WHAT YOU HAVE TO DO: Using the entries that follow, collect the lines where the word "time" appears.
(GIVEN DATA begins)
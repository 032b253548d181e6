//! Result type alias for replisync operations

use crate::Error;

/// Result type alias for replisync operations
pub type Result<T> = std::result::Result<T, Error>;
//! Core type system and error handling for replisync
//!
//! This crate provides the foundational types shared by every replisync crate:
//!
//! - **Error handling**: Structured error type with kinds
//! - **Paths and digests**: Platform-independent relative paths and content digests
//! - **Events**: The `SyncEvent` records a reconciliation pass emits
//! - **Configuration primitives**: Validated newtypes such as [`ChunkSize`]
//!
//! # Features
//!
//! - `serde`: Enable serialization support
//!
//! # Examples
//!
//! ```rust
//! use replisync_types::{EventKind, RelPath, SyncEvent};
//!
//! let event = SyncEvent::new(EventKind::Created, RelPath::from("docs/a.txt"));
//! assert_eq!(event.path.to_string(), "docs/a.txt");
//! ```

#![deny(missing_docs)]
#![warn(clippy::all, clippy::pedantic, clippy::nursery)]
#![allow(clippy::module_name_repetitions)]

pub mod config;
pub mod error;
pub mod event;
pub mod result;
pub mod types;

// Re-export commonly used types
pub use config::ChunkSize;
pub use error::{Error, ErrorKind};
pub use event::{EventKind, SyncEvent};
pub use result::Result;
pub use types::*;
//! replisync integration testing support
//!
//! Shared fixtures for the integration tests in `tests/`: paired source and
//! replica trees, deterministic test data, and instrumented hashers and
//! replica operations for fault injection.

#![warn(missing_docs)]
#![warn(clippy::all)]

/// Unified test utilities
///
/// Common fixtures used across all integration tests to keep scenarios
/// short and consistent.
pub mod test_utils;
(GIVEN DATA ends)
(GIVEN DATA begins)
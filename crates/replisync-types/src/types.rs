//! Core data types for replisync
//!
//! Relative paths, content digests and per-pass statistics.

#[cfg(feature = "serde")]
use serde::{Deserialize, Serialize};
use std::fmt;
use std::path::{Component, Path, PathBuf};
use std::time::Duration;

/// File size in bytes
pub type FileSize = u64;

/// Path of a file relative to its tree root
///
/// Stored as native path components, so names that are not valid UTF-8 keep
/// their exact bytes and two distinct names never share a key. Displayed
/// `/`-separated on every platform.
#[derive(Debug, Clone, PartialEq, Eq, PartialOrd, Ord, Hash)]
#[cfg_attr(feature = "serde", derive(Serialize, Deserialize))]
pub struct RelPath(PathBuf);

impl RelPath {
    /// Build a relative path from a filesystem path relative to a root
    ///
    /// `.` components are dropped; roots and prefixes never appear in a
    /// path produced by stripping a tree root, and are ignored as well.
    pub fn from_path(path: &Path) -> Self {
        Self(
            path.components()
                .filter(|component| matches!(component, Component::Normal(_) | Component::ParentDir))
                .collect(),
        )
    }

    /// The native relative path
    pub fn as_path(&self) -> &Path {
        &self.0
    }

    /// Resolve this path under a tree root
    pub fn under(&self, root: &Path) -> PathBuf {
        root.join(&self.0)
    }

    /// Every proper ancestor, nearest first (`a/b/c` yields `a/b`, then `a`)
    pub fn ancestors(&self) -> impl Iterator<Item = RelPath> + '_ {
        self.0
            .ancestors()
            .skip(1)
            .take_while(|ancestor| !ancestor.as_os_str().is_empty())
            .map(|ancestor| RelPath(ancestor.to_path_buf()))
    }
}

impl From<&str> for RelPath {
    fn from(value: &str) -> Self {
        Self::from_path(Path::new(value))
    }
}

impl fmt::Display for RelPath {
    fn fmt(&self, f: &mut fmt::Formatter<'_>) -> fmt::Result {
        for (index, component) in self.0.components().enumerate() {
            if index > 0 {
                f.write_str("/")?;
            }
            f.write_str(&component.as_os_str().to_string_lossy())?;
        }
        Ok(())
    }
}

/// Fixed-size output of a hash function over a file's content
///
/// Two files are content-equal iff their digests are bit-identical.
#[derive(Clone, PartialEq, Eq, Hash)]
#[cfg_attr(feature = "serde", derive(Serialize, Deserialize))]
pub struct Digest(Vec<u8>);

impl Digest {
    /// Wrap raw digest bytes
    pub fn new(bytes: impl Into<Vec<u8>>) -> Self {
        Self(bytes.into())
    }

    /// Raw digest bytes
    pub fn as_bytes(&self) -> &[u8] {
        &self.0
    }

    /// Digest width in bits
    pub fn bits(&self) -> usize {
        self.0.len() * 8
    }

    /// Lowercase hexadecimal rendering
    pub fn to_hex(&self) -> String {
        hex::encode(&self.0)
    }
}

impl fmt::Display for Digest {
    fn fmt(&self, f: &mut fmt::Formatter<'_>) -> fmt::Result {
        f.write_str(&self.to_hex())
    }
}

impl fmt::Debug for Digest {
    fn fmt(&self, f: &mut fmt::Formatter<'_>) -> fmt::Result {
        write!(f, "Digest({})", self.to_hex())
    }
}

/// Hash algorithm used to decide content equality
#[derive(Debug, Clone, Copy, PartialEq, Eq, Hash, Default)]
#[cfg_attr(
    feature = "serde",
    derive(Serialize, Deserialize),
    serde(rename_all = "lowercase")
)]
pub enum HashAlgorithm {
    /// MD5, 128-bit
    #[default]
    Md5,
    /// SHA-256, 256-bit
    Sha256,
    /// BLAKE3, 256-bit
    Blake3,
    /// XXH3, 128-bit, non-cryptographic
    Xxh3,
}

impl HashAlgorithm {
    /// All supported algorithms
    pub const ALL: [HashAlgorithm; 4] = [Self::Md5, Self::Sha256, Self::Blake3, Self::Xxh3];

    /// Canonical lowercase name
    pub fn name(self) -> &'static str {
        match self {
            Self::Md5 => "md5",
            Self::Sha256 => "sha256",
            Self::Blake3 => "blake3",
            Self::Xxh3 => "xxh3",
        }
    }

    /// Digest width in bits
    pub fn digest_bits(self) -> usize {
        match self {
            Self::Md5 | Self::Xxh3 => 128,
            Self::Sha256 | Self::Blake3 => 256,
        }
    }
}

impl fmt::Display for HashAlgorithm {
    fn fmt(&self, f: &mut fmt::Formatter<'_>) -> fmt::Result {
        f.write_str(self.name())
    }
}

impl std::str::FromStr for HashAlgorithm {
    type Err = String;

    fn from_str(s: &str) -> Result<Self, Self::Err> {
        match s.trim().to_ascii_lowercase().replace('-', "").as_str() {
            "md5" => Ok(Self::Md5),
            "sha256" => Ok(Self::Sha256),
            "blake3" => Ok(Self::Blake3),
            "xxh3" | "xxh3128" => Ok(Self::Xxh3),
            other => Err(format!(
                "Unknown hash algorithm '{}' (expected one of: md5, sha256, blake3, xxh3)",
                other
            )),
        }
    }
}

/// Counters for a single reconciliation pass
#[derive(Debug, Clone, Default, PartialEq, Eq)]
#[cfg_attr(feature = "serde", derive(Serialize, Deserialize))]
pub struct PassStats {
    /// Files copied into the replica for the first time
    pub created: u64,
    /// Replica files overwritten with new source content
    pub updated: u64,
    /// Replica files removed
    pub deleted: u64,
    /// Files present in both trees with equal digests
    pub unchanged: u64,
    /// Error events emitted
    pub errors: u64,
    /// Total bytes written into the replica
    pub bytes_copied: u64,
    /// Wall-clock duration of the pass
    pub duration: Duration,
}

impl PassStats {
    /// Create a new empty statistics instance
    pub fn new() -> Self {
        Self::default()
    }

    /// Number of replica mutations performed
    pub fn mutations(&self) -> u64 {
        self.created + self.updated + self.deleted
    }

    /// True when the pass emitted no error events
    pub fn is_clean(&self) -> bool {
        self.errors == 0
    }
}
(GIVEN DATA ends)
TASK RESPONSE:
use std::time::Duration;
    /// Files copied into the replica for the first time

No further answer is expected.